五四运动以后,我在济南读到了俞平伯先生的一篇文章。
文中引用了他夫人的话:“从今以后,我们要仔仔细细过日子了。
”言外之意就是嫌眼前日子过得不够仔细,也许就是日子过得太匆匆的意思。
怎样才叫仔仔细细呢?俞先生夫妇都没有解释,至今还是个谜。
我现在不揣冒昧,加以解释。
所谓仔仔细细就是:多一些典雅,少一些粗暴;多一些温柔,少一些莽撞;总之,多一些人性,少一些兽性;如此而已。

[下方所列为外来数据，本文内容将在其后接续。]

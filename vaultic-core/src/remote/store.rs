// SPDX-FileCopyrightText: 2026 Vaultic Contributors
//
// SPDX-License-Identifier: GPL-3.0-or-later

//! Remote Store Interface
//!
//! The capability this engine consumes from the transport layer. All
//! calls are request/response; authentication, retries at the wire level,
//! and timeouts belong to the transport, which surfaces any failure here
//! as [`RemoteError::Unavailable`].

use serde::{Deserialize, Serialize};
use thiserror::Error;

use base64::engine::general_purpose::STANDARD as BASE64;
use base64::Engine as _;

use crate::access::PlanData;
use crate::item::{ItemRevision, ItemState, UpdateItemRequest};

/// Remote store error types.
#[derive(Error, Debug, Clone)]
pub enum RemoteError {
    /// Transport-layer failure of any kind. The engine retries the whole
    /// sync cycle with backoff, bounded.
    #[error("remote store unavailable: {0}")]
    Unavailable(String),

    /// Optimistic-concurrency conflict: the request carried a
    /// `last_revision` the server has already moved past.
    #[error("stale revision for item {item_id}: server is at {current}")]
    Stale { item_id: String, current: u64 },

    #[error("not found: {0}")]
    NotFound(String),

    #[error("malformed response: {0}")]
    Malformed(String),
}

pub type RemoteResult<T> = Result<T, RemoteError>;

/// A share key on the wire: sealed to the user's address key.
#[derive(Debug, Clone, PartialEq, Eq, Serialize, Deserialize)]
pub struct ShareKeyData {
    pub key_rotation: u64,
    /// Base64 of the address-key envelope.
    pub key: String,
    pub valid_since: i64,
}

/// Response to a share key fetch.
#[derive(Debug, Clone, Default, Serialize, Deserialize)]
pub struct ShareKeysResponse {
    pub vault_keys: Vec<ShareKeyData>,
    /// Per-item key envelopes; opaque to this client.
    pub item_keys: Vec<ShareKeyData>,
    pub total: u64,
}

/// A share on the wire.
#[derive(Debug, Clone, PartialEq, Eq, Serialize, Deserialize)]
pub struct ShareData {
    pub share_id: String,
    /// Base64 of the vault metadata sealed under the share key.
    pub content: String,
    pub content_format_version: u32,
    pub key_rotation: u64,
    pub create_time: i64,
}

/// An item revision on the wire.
#[derive(Debug, Clone, PartialEq, Eq, Serialize, Deserialize)]
pub struct ItemRevisionData {
    pub item_id: String,
    pub revision: u64,
    pub content_format_version: u32,
    pub key_rotation: u64,
    /// Base64 of the sealed item content.
    pub content: String,
    pub item_key: Option<String>,
    pub state: u32,
    pub alias_email: Option<String>,
    pub pinned: bool,
    pub create_time: i64,
    pub modify_time: i64,
    pub last_use_time: Option<i64>,
}

impl TryFrom<ItemRevisionData> for ItemRevision {
    type Error = RemoteError;

    fn try_from(data: ItemRevisionData) -> Result<Self, RemoteError> {
        let content = BASE64
            .decode(&data.content)
            .map_err(|e| RemoteError::Malformed(format!("item {} content: {}", data.item_id, e)))?;
        let state = ItemState::from_raw(data.state).ok_or_else(|| {
            RemoteError::Malformed(format!("item {} state {}", data.item_id, data.state))
        })?;
        Ok(ItemRevision {
            item_id: data.item_id,
            revision: data.revision,
            content_format_version: data.content_format_version,
            key_rotation: data.key_rotation,
            content,
            item_key: data.item_key,
            state,
            alias_email: data.alias_email,
            pinned: data.pinned,
            create_time: data.create_time,
            modify_time: data.modify_time,
            last_use_time: data.last_use_time,
        })
    }
}

/// One page of a share's revision list.
#[derive(Debug, Clone, Default, Serialize, Deserialize)]
pub struct ItemRevisionsPage {
    pub total: u64,
    pub revisions: Vec<ItemRevisionData>,
}

/// Request to create a vault.
#[derive(Debug, Clone, PartialEq, Eq, Serialize, Deserialize)]
pub struct CreateVaultRequest {
    /// Base64 of the vault metadata sealed under the new vault key.
    pub content: String,
    pub content_format_version: u32,
    /// Base64 of the vault key sealed to the creator's address key.
    pub encrypted_vault_key: String,
}

/// Request to update vault metadata.
#[derive(Debug, Clone, PartialEq, Eq, Serialize, Deserialize)]
pub struct UpdateVaultRequest {
    pub content: String,
    pub content_format_version: u32,
    pub key_rotation: u64,
}

/// The remote revision-based store, as consumed by the sync engine.
///
/// Implemented by the transport collaborator; [`MockRemoteStore`] backs
/// the tests.
///
/// [`MockRemoteStore`]: crate::remote::MockRemoteStore
pub trait RemoteStore: Send + Sync {
    /// Lists the user's shares.
    fn get_shares(&self, user_id: &str) -> RemoteResult<Vec<ShareData>>;

    /// Fetches the key set for a share.
    fn get_share_keys(&self, share_id: &str) -> RemoteResult<ShareKeysResponse>;

    /// Fetches one page of a share's revision list. Pages are zero-based.
    fn get_item_revisions(&self, share_id: &str, page: u32) -> RemoteResult<ItemRevisionsPage>;

    /// Fetches the current revision of a single item (targeted refetch).
    fn get_item_revision(&self, share_id: &str, item_id: &str) -> RemoteResult<ItemRevisionData>;

    /// Writes an item. Rejected with [`RemoteError::Stale`] when
    /// `last_revision` no longer matches the server's current revision.
    fn update_item(
        &self,
        share_id: &str,
        item_id: &str,
        request: &UpdateItemRequest,
    ) -> RemoteResult<ItemRevisionData>;

    /// Creates a vault; the server assigns the share id and rotation 1.
    fn create_vault(&self, user_id: &str, request: &CreateVaultRequest) -> RemoteResult<ShareData>;

    /// Updates vault metadata.
    fn update_vault(&self, share_id: &str, request: &UpdateVaultRequest) -> RemoteResult<()>;

    /// Transfers vault ownership to another share of the same vault.
    fn transfer_ownership(&self, share_id: &str, new_owner_share_id: &str) -> RemoteResult<()>;

    /// Pins an item.
    fn pin_item(&self, share_id: &str, item_id: &str) -> RemoteResult<()>;

    /// Unpins an item.
    fn unpin_item(&self, share_id: &str, item_id: &str) -> RemoteResult<()>;

    /// Removes a user's access to a share.
    fn delete_user_share(&self, share_id: &str, user_id: &str) -> RemoteResult<()>;

    /// Fetches the user's entitlement snapshot.
    fn get_access(&self, user_id: &str) -> RemoteResult<PlanData>;
}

至于如何回忆生活,首先必须指出:这是古今中外一个常见的现象。
一个人,不管活得多长多短,一生中总难免有什么难以忘怀的事情。
这倒不一定都是喜庆的事情,比如洞房花烛夜、金榜题名时之类。
这固然使人终生难忘。
反过来,像夜走麦城这样的事,如果关羽能够活下来,他也不会忘记的。
总之,我认为,回想一些俱往矣类的事情,总会有点好处。
回想喜庆的事情,能使人增加生活的情趣,提高向前进的勇气。
回忆倒霉的事情,能使人引以为鉴,不致再蹈覆辙。
现在,我在这里,必须谈一个无论如何也绕不过去的问题:死亡问题。
我已经活了九十五年。
无论如何也必须承认这是高龄。
但是,在另一方面,它离死亡也不会太远了。
一谈到死亡,没有人不厌恶的。
我虽然还不知道,死亡究竟是什么样子,我也并不喜欢它。
写到这里,我想加上一段非无意义的问话。
对于寿命的态度,东西方是颇不相同的。
中国人重寿,自古已然。
汉瓦当文“延年益寿”,可见汉代的情况。
人名“李龟年”之类,也表示了长寿的愿望。
从长寿再进一步,就是长生不老。
李义山诗:“嫦娥应悔偷灵药,碧海青天夜夜心。
”灵药当即不死之药。
这也是一些人,包括几个所谓英主在内,所追求的境界。
汉武帝就是一个狂热的长生不老的追求者。
精明如唐太宗者,竟也为了追求长生不老而服食玉石散之类的矿物,结果是中毒而死。
上述情况,在西方是找不到的。
没有哪一个西方的皇帝或国王会追求长生不老。
他们认为,这是无稽之谈,不屑一顾。
我虽然是中国人,长期在中国传统文化熏陶下成长起来的;但是,在寿与长生不老的问题上,我却倾向西方的看法。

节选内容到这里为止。